John A Meinel wrote:
> Review: Needs Fixing
> So, to further my discussion. While investigating this, I found some odd bits
> in _stream_invs_as_deltas. For example:
[...]
>
> ^- Notice that once you've prepared a delta for "inv.revision_id" you then set
> "basis_id" as part of "invs_sent_so_far". Which AFAICT means you will sending
> most of the inventories as complete texts, because you won't actually think
> you've sent what you actually have done.
Oops, right. I've merged your fix for that.

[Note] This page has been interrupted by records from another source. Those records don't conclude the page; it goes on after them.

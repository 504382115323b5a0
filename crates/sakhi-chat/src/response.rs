//! Reply generation for chat turns.
//!
//! Maps a user utterance to a reply using the ordered keyword table in
//! [`crate::rules`], falling back to a randomly chosen generic answer.
//! No I/O and no state beyond the injected random source.

use std::sync::Arc;

use rand::Rng;

use crate::rules::{self, Topic, FALLBACK_REPLIES};

// =============================================================================
// Fallback selection
// =============================================================================

/// Chooses an index into the fallback pool.
pub trait FallbackPicker: Send + Sync {
    /// Return an index in `0..len`. `len` is never zero.
    fn pick(&self, len: usize) -> usize;
}

/// Uniform pick from the thread-local generator. No seeding contract.
#[derive(Debug, Default, Clone, Copy)]
pub struct ThreadRngPicker;

impl FallbackPicker for ThreadRngPicker {
    fn pick(&self, len: usize) -> usize {
        rand::rng().random_range(0..len)
    }
}

/// Always returns the same index. Used to make fallback replies deterministic.
#[derive(Debug, Clone, Copy)]
pub struct FixedPicker(pub usize);

impl FallbackPicker for FixedPicker {
    fn pick(&self, _len: usize) -> usize {
        self.0
    }
}

// =============================================================================
// ResponseEngine
// =============================================================================

/// Rule-based reply generator.
#[derive(Clone)]
pub struct ResponseEngine {
    picker: Arc<dyn FallbackPicker>,
}

impl Default for ResponseEngine {
    fn default() -> Self {
        Self::new()
    }
}

impl std::fmt::Debug for ResponseEngine {
    fn fmt(&self, f: &mut std::fmt::Formatter<'_>) -> std::fmt::Result {
        f.debug_struct("ResponseEngine")
            .field("rules", &rules::RULES.len())
            .field("fallbacks", &FALLBACK_REPLIES.len())
            .finish()
    }
}

impl ResponseEngine {
    /// Create an engine drawing fallbacks from the thread-local generator.
    pub fn new() -> Self {
        Self::with_picker(Arc::new(ThreadRngPicker))
    }

    /// Create an engine with a custom fallback source.
    pub fn with_picker(picker: Arc<dyn FallbackPicker>) -> Self {
        Self { picker }
    }

    /// Topic of the first rule matching `text`, or `None` when the fallback
    /// pool would be used.
    pub fn classify(&self, text: &str) -> Option<Topic> {
        rules::first_match(&text.to_lowercase()).map(|rule| rule.topic)
    }

    /// Produce the reply for `text`.
    ///
    /// Total: empty or whitespace-only input falls through to the fallback
    /// pool. The result is never empty.
    pub fn generate_reply(&self, text: &str) -> String {
        let lowered = text.to_lowercase();
        if let Some(rule) = rules::first_match(&lowered) {
            tracing::debug!(topic = %rule.topic, "Reply rule matched");
            return rule.reply.to_string();
        }

        // Out-of-range picks wrap instead of panicking.
        let idx = self.picker.pick(FALLBACK_REPLIES.len()) % FALLBACK_REPLIES.len();
        tracing::debug!(index = idx, "No rule matched, using fallback reply");
        FALLBACK_REPLIES[idx].to_string()
    }
}

/// Reply for `text` using the default engine.
pub fn generate_reply(text: &str) -> String {
    ResponseEngine::new().generate_reply(text)
}

// =============================================================================
// Tests
// =============================================================================

#[cfg(test)]
mod tests {
    use super::*;
    use crate::rules::RULES;

    fn reply_for(topic: Topic) -> &'static str {
        RULES.iter().find(|r| r.topic == topic).unwrap().reply
    }

    #[test]
    fn test_each_rule_reachable() {
        let engine = ResponseEngine::new();
        let cases = [
            ("How is the weather tomorrow?", Topic::Weather),
            ("When should I water my field?", Topic::Irrigation),
            ("drip irrigation setup", Topic::Irrigation),
            ("Which fertilizer for paddy?", Topic::Fertilizer),
            ("nutrient deficiency", Topic::Fertilizer),
            ("There are insects on the leaves", Topic::PestControl),
            ("pest attack", Topic::PestControl),
            ("tomato price today", Topic::Market),
            ("market trend", Topic::Market),
            ("check my crop health", Topic::CropHealth),
        ];
        for (input, topic) in cases {
            assert_eq!(engine.classify(input), Some(topic), "input: {input}");
            assert_eq!(engine.generate_reply(input), reply_for(topic), "input: {input}");
        }
    }

    #[test]
    fn test_matching_is_case_insensitive() {
        let engine = ResponseEngine::new();
        assert_eq!(engine.classify("WEATHER report"), Some(Topic::Weather));
        assert_eq!(engine.classify("Crop HEALTH"), Some(Topic::CropHealth));
    }

    #[test]
    fn test_earliest_rule_wins() {
        let engine = ResponseEngine::new();
        // Matches irrigation (rule 2) and pest (rule 4); rule 2 comes first.
        let input = "what about crop pests and irrigation water";
        assert_eq!(engine.classify(input), Some(Topic::Irrigation));
        assert_eq!(engine.generate_reply(input), reply_for(Topic::Irrigation));

        // Weather outranks everything.
        let input = "weather, water, pest and market price";
        assert_eq!(engine.generate_reply(input), reply_for(Topic::Weather));

        // Pest outranks market.
        assert_eq!(engine.classify("pest spray price"), Some(Topic::PestControl));
    }

    #[test]
    fn test_crop_health_needs_both_keywords() {
        let engine = ResponseEngine::with_picker(Arc::new(FixedPicker(0)));
        assert_eq!(engine.classify("crop"), None);
        assert_eq!(engine.classify("health"), None);
        assert_ne!(engine.generate_reply("crop"), reply_for(Topic::CropHealth));
        assert_eq!(engine.generate_reply("crop health"), reply_for(Topic::CropHealth));
    }

    #[test]
    fn test_crop_health_loses_to_earlier_rules() {
        let engine = ResponseEngine::new();
        assert_eq!(engine.classify("crop health and pest"), Some(Topic::PestControl));
    }

    #[test]
    fn test_rule_replies_are_deterministic() {
        let engine = ResponseEngine::new();
        let first = engine.generate_reply("market price");
        for _ in 0..20 {
            assert_eq!(engine.generate_reply("market price"), first);
        }
    }

    #[test]
    fn test_fallback_is_member_of_pool() {
        let engine = ResponseEngine::new();
        for _ in 0..200 {
            let reply = engine.generate_reply("hello there");
            assert!(FALLBACK_REPLIES.contains(&reply.as_str()), "unexpected: {reply}");
        }
    }

    #[test]
    fn test_fixed_picker_selects_entry() {
        for i in 0..FALLBACK_REPLIES.len() {
            let engine = ResponseEngine::with_picker(Arc::new(FixedPicker(i)));
            assert_eq!(engine.generate_reply("hello there"), FALLBACK_REPLIES[i]);
        }
    }

    #[test]
    fn test_out_of_range_pick_wraps() {
        let engine = ResponseEngine::with_picker(Arc::new(FixedPicker(FALLBACK_REPLIES.len() + 1)));
        assert_eq!(engine.generate_reply("hello"), FALLBACK_REPLIES[1]);
    }

    #[test]
    fn test_total_on_blank_input() {
        let engine = ResponseEngine::new();
        for input in ["", "   ", "\n\t"] {
            let reply = engine.generate_reply(input);
            assert!(!reply.is_empty());
            assert!(FALLBACK_REPLIES.contains(&reply.as_str()));
        }
    }

    #[test]
    fn test_non_ascii_input() {
        let engine = ResponseEngine::new();
        assert_eq!(engine.classify("നെല്ല് water"), Some(Topic::Irrigation));
        assert!(!engine.generate_reply("नमस्ते").is_empty());
    }

    #[test]
    fn test_free_function_matches_engine() {
        assert_eq!(
            generate_reply("When should I water my field?"),
            reply_for(Topic::Irrigation)
        );
    }

    #[test]
    fn test_thread_rng_picker_in_range() {
        for _ in 0..100 {
            assert!(ThreadRngPicker.pick(6) < 6);
        }
        assert_eq!(ThreadRngPicker.pick(1), 0);
    }
}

> + yield versionedfile.InventoryDeltaContentFactory(
> + key, parents, None, delta, basis_id, flags, from_repo)
>
> The way you've handled the "no parents are available use NULL", means that you
> actually create a delta to NULL for *every* revision, and find out if it is the
> smallest one. Which seems inefficient versus just using NULL when nothing else
> is available. (Note that IDS goes as far as to not use parents that aren't
> cached even if they have been sent, and to fall back to using the last-sent
> revision otherwise.)
>
> I've changed this loop around a bit, to avoid some duplication and make it a
> little bit clearer (at least to me) what is going on. I also added a quick
> LRUCache for the parent inventories that we've just sent, as re-extracting
> them from the repository is not going to be efficient. (Especially extracting
> them one at a time.)
Thanks, I've merged your fix.
> Going for that last line... 'key' is a tuple, and 'parents' is a tuple of tuples (or a list of tuples), but 'basis_id' is a simple string.
>
> It seems like we should be consistent at that level. What do you think?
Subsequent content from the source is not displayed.